Die Menschenrechtsorganisation Amnesty International prangert mögliche Kriegsverbrechen in Libyen an. Nicht nur die Schergen des gestürzten Despoten Muammar al-Gaddafi, sondern auch die Rebellen haben nach dem jüngsten Amnesty-Bericht in Libyen Menschenrechtsverletzungen begangen.
Frühere Mitglieder von Gaddafis Sicherheitskräften, vermeintliche Verbündete, gefangengenommene Soldaten sowie Ausländer, die für Söldner gehalten wurden, seien "entführt, willkürlich gefangengehalten, gefoltert und getötet" worden, heißt es in dem mehr als 100 Seiten langen Bericht zur Lage in Libyen.
Die Organisation forderte die neue libysche Führung auf, Verbrechen ihrer Anhänger im Kampf gegen den langjährigen Machthaber Gaddafi zu stoppen. Der Nationale Übergangsrat stehe vor der schwierigen Aufgabe, seine Kämpfer zur Rechenschaft zu ziehen, die für "schwere Menschenrechtsverletzungen, mögliche Kriegsverbrechen eingeschlossen", verantwortlich seien, heißt es weiter. Amnesty warf Vertretern des Rats vor, die geschilderten Vergehen zwar zu verurteilen, gleichzeitig aber "ihr Ausmaß und ihre Schwere" herunterzuspielen.
Die Menschenrechtsorganisation erklärte, das Bild sei noch unvollständig, jedoch müsse die neue Führung jeden Missbrauchsvorwurf untersuchen sowie Fremdenhass und Rassismus bekämpfen. Insbesondere kritisierte Amnesty den Übergangsrat für sein Versäumnis, Gerüchte klarzustellen, wonach Gaddafi Schwarzafrikaner als Söldner angeheuert habe. Bei den Kämpfen war es zu zahlreichen rassistischen Übergriffen gekommen.
Der Bericht räumt aber gleichzeitig ein, dass die Taten nicht mit dem Ausmaß der Verbrechen unter Gaddafi zu vergleichen seien. Die meisten Menschenrechtsverletzungen wurden demnach von Kräften begangen, die loyal zum langjährigen Machthaber Muammar al-Gaddafi standen. Das schließe Angriffe auf Zivilisten, das Verschwinden von Gegnern, willkürliche Festnahmen und Folter ein - Gräueltaten, die Kriegsverbrechen gleichkommen könnten.

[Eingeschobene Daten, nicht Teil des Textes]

#[cfg(test)]
mod tests {
    use mw_fetch::MockFetcher;
    use mw_parser::{ParserOptions, ParserRegistry};
    use pretty_assertions::assert_eq;

    use super::*;
    use crate::plugin::{PluginContext, PluginRegistry};
    use crate::router::{Router, encode_remote_path};

    /// Components of a page load, owned for the duration of a test.
    struct Fixture {
        config: Config,
        fetcher: MockFetcher,
        parser: ParserManager,
        plugins: PluginManager,
        sidebar: Sidebar,
        title: TitleManager,
        shell: Shell,
        pages: PageManager,
    }

    impl Fixture {
        fn new(config: Config, fetcher: MockFetcher) -> Self {
            let mut parser = ParserManager::new("gfm", ParserOptions::new(), ParserRegistry::default());
            parser.init().unwrap();
            let mut plugins = PluginManager::new(PluginRegistry::default());
            plugins.load_plugins(&config.plugins, &PluginContext::new(&config));
            Self {
                sidebar: Sidebar::new(&config),
                title: TitleManager::new(&config),
                shell: Shell::new(&config.selectors),
                pages: PageManager::new(),
                config,
                fetcher,
                parser,
                plugins,
            }
        }

        fn load(&mut self, fragment: &str) -> PageOutcome {
            let route = Router::new(&self.config).resolve(fragment);
            let env = PageEnv {
                config: &self.config,
                fetcher: &self.fetcher,
                parser: &self.parser,
                plugins: &mut self.plugins,
                sidebar: &mut self.sidebar,
                title: &self.title,
                shell: &mut self.shell,
            };
            self.pages.load_page(env, &route)
        }
    }

    fn remote_config() -> Config {
        let mut config = Config::default();
        config.remote.enabled = true;
        config
    }

    #[test]
    fn test_load_local_page() {
        let fetcher = MockFetcher::new().with_document("guide.md", "# Guide\n\n## Setup");
        let mut fixture = Fixture::new(Config::default(), fetcher);

        let outcome = fixture.load("#/guide#setup");

        assert_eq!(outcome, PageOutcome::Rendered);
        assert_eq!(fixture.shell.state(), PageState::Rendered);
        assert_eq!(fixture.shell.title(), "Guide - Wiki");
        assert_eq!(fixture.shell.scroll_target(), Some("setup"));
        assert!(fixture.shell.content().has_element_id("guide"));
        let page = fixture.pages.current().unwrap();
        assert_eq!(page.sequence, 1);
        assert_eq!(page.file_path, "guide.md");
        assert_eq!(page.title, "Guide");
    }

    #[test]
    fn test_base_path_prefix() {
        let mut config = Config::default();
        config.base_path = "docs".to_owned();
        let fetcher = MockFetcher::new().with_document("docs/README.md", "# Home");
        let mut fixture = Fixture::new(config, fetcher);

        assert_eq!(fixture.load(""), PageOutcome::Rendered);
        assert_eq!(fixture.fetcher.requests(), vec!["docs/README.md"]);
    }

    #[test]
    fn test_missing_page_renders_not_found_document() {
        let fetcher = MockFetcher::new().with_document("404.md", "# Nothing here");
        let mut fixture = Fixture::new(Config::default(), fetcher);

        let outcome = fixture.load("#/missing");

        assert_eq!(outcome, PageOutcome::RenderedNotFound);
        assert_eq!(fixture.shell.state(), PageState::NotFound);
        assert!(fixture.shell.content().html().contains("Nothing here"));
        assert_eq!(fixture.pages.current().unwrap().file_path, "404.md");
    }

    #[test]
    fn test_server_error_is_not_found() {
        let fetcher = MockFetcher::new()
            .with_status("broken.md", 500)
            .with_document("404.md", "# Nothing here");
        let mut fixture = Fixture::new(Config::default(), fetcher);

        assert_eq!(fixture.load("#/broken"), PageOutcome::RenderedNotFound);
    }

    #[test]
    fn test_unreachable_not_found_document_shows_error() {
        let mut fixture = Fixture::new(Config::default(), MockFetcher::new());

        let outcome = fixture.load("#/missing");

        assert_eq!(outcome, PageOutcome::Error);
        assert_eq!(fixture.shell.state(), PageState::Error);
        assert!(fixture.shell.content().html().contains("<div class=\"error\">"));
        assert!(fixture.pages.current().is_none());
    }

    #[test]
    fn test_remote_disabled_fails_closed() {
        let fetcher = MockFetcher::new()
            .with_document("https://example.com/doc.md", "# Remote")
            .with_document("404.md", "# Nothing here");
        let mut fixture = Fixture::new(Config::default(), fetcher);
        let path = encode_remote_path("https://example.com/doc.md");

        let outcome = fixture.load(&format!("#{path}"));

        assert_eq!(outcome, PageOutcome::RenderedNotFound);
        assert_eq!(fixture.fetcher.request_count("https://example.com/doc.md"), 0);
    }

    #[test]
    fn test_remote_page_rewrites_links() {
        let fetcher = MockFetcher::new().with_document(
            "https://example.com/dir/doc.md",
            "# Remote\n\n[next](next.md) ![logo](logo.png)",
        );
        let mut fixture = Fixture::new(remote_config(), fetcher);
        let path = encode_remote_path("https://example.com/dir/doc.md");

        let outcome = fixture.load(&format!("#{path}"));

        assert_eq!(outcome, PageOutcome::Rendered);
        let html = fixture.shell.content().html();
        assert!(html.contains(&format!(
            "href=\"#{}\"",
            encode_remote_path("https://example.com/dir/next.md")
        )));
        assert!(html.contains("src=\"https://example.com/dir/logo.png\""));
    }

    #[test]
    fn test_remote_page_through_proxy() {
        let mut config = remote_config();
        config.remote.cors_proxy_url = Some("https://proxy.example.com/?".to_owned());
        let fetcher = MockFetcher::new().with_document(
            "https://proxy.example.com/?https://example.com/doc.md",
            "# Proxied",
        );
        let mut fixture = Fixture::new(config, fetcher);
        let path = encode_remote_path("https://example.com/doc.md");

        assert_eq!(fixture.load(&format!("#{path}")), PageOutcome::Rendered);
        assert_eq!(fixture.shell.title(), "Proxied - Wiki");
    }

    #[test]
    fn test_invalid_utf8_is_generic_error() {
        struct Undecodable;

        impl Fetcher for Undecodable {
            fn fetch(&self, location: &str) -> Result<String, FetchError> {
                Err(FetchError::new(mw_fetch::FetchErrorKind::Decode, location))
            }
        }

        let config = Config::default();
        let mut parser = ParserManager::new("gfm", ParserOptions::new(), ParserRegistry::default());
        parser.init().unwrap();
        let mut plugins = PluginManager::new(PluginRegistry::new());
        let mut sidebar = Sidebar::new(&config);
        let title = TitleManager::new(&config);
        let mut shell = Shell::new(&config.selectors);
        let route = Router::new(&config).resolve("#/guide");

        let outcome = PageManager::new().load_page(
            PageEnv {
                config: &config,
                fetcher: &Undecodable,
                parser: &parser,
                plugins: &mut plugins,
                sidebar: &mut sidebar,
                title: &title,
                shell: &mut shell,
            },
            &route,
        );

        assert_eq!(outcome, PageOutcome::Error);
        assert!(shell.content().html().contains("Error loading page"));
    }

    #[test]
    fn test_sidebar_follows_page_and_collapses() {
        let fetcher = MockFetcher::new().with_document("guide.md", "# Guide");
        let mut fixture = Fixture::new(Config::default(), fetcher);
        fixture.sidebar.set_markdown("- [Guide](guide.md)\n- [Home](README.md)");
        fixture.shell.set_sidebar_open(true);

        fixture.load("#/guide#intro");

        assert_eq!(fixture.sidebar.active(), Some("/guide"));
        assert!(fixture.shell.sidebar_html().contains("class=\"active\">Guide</a>"));
        assert!(!fixture.shell.is_sidebar_open());
        assert_eq!(fixture.shell.scroll_target(), None);
    }

    #[test]
    fn test_sequence_increments() {
        let fetcher = MockFetcher::new()
            .with_document("a.md", "# A")
            .with_document("b.md", "# B");
        let mut fixture = Fixture::new(Config::default(), fetcher);

        fixture.load("#/a");
        fixture.load("#/b");

        assert_eq!(fixture.pages.sequence(), 2);
        assert_eq!(fixture.pages.current().unwrap().sequence, 2);
        assert_eq!(fixture.shell.title(), "B - Wiki");
    }
}
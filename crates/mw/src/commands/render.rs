//! `mw render` command implementation.

use std::path::{Path, PathBuf};
use std::sync::Arc;

use clap::Args;
use mw_config::{CliSettings, Config};
use mw_fetch::{Fetcher, FsFetcher, HttpFetcher};
use mw_site::{App, PageOutcome};

use crate::error::CliError;
use crate::output::Output;

/// Arguments for the render command.
#[derive(Args)]
pub(crate) struct RenderArgs {
    /// Fragment route to render, e.g. `#/guide#setup`.
    #[arg(default_value = "#/")]
    fragment: String,

    /// Path to configuration file (default: auto-discover mw.toml).
    #[arg(short, long)]
    config: Option<PathBuf>,

    /// Site directory to read documents from (default: config file directory).
    #[arg(short, long, conflicts_with = "origin")]
    root: Option<PathBuf>,

    /// Site URL to fetch documents from instead of a local directory.
    #[arg(long, env = "MW_ORIGIN")]
    origin: Option<String>,

    /// Content base path (overrides config).
    #[arg(long)]
    base_path: Option<String>,

    /// Allow remote documents (overrides config).
    #[arg(long)]
    remote: bool,

    /// CORS proxy prefix for remote documents (overrides config).
    #[arg(long, env = "MW_CORS_PROXY_URL")]
    cors_proxy_url: Option<String>,

    /// Print only the content area instead of the whole shell.
    #[arg(long)]
    content_only: bool,

    /// Enable verbose output (page-load and plugin logs).
    #[arg(short, long)]
    pub verbose: bool,
}

impl RenderArgs {
    /// Execute the render command.
    ///
    /// # Errors
    ///
    /// Returns an error if configuration fails, the origin URL is invalid or
    /// the application cannot start.
    pub(crate) fn execute(self) -> Result<(), CliError> {
        let output = Output::new();

        let cli_settings = CliSettings {
            base_path: self.base_path,
            remote_enabled: self.remote.then_some(true),
            cors_proxy_url: self.cors_proxy_url,
        };
        let config = Config::load(self.config.as_deref(), Some(&cli_settings))?;

        let fetcher: Arc<dyn Fetcher> = if let Some(origin) = &self.origin {
            Arc::new(HttpFetcher::with_origin(origin)?)
        } else {
            let root = site_root(self.root, config.config_path.as_deref());
            Arc::new(FsFetcher::new(root).with_remote(HttpFetcher::new()))
        };

        let mut app = App::new(config, fetcher);
        let report = app.start(&self.fragment)?;

        for (plugin, err) in report.plugins.failed() {
            output.warning(&format!("Plugin `{plugin}` failed to load: {err}"));
        }
        match report.outcome {
            PageOutcome::Rendered => {}
            PageOutcome::RenderedNotFound => {
                output.warning(&format!("Page not found: {}", self.fragment));
            }
            PageOutcome::Error => {
                output.warning(&format!("Page failed to load: {}", self.fragment));
            }
        }
        if let Some(page) = app.current_page() {
            output.highlight(&format!("{} ({})", page.title, page.file_path));
        }

        let html = if self.content_only {
            app.shell().content().html().to_owned()
        } else {
            app.shell().to_html()
        };
        output.emit(&html)?;

        let shutdown = app.shutdown();
        for (plugin, err) in &shutdown.failures {
            output.warning(&format!("Plugin `{plugin}` failed to shut down: {err}"));
        }
        Ok(())
    }
}

/// Directory documents are read from.
///
/// An explicit `--root` wins, then the directory holding the config file,
/// then the current directory.
fn site_root(root: Option<PathBuf>, config_path: Option<&Path>) -> PathBuf {
    root.or_else(|| {
        config_path
            .and_then(Path::parent)
            .filter(|dir| !dir.as_os_str().is_empty())
            .map(Path::to_path_buf)
    })
    .unwrap_or_else(|| PathBuf::from("."))
}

Rechtsstaat auf Basis der Scharia
Unterdessen hat der libysche Übergangsrat angekündigt, einen Rechtsstaat im Land aufzubauen. Das versprach der Vorsitzende des libyschen Übergangsrates, Mustafa Abd al-Dschalil, am Montag bei seiner ersten öffentlichen Rede vor Tausenden Anhängern in Tripolis. Ziel sei es, einen Rechtsstaat, einen Sozialstaat, einen Staat aufzubauen, in dem die islamische Rechtsprechung Scharia die wichtigste Quelle der Gesetzgebung sei.
"Wir werden keine extremistische Ideologie von rechts oder links zulassen", sagte al-Dschalil laut dem US-Nachrichtensender CNN. Er forderte Einigkeit und sprach sich gegen Hass und Neid aus. Außerdem dürften die Menschen das Gesetz nicht in die eigene Hand nehmen. "Wir sind ein muslimisches Volk, für einen moderaten Islam und wir werden auf diesem Weg bleiben", sagte al-Dschalil nach Angaben des arabischen Nachrichtensenders al-Dschasira weiter.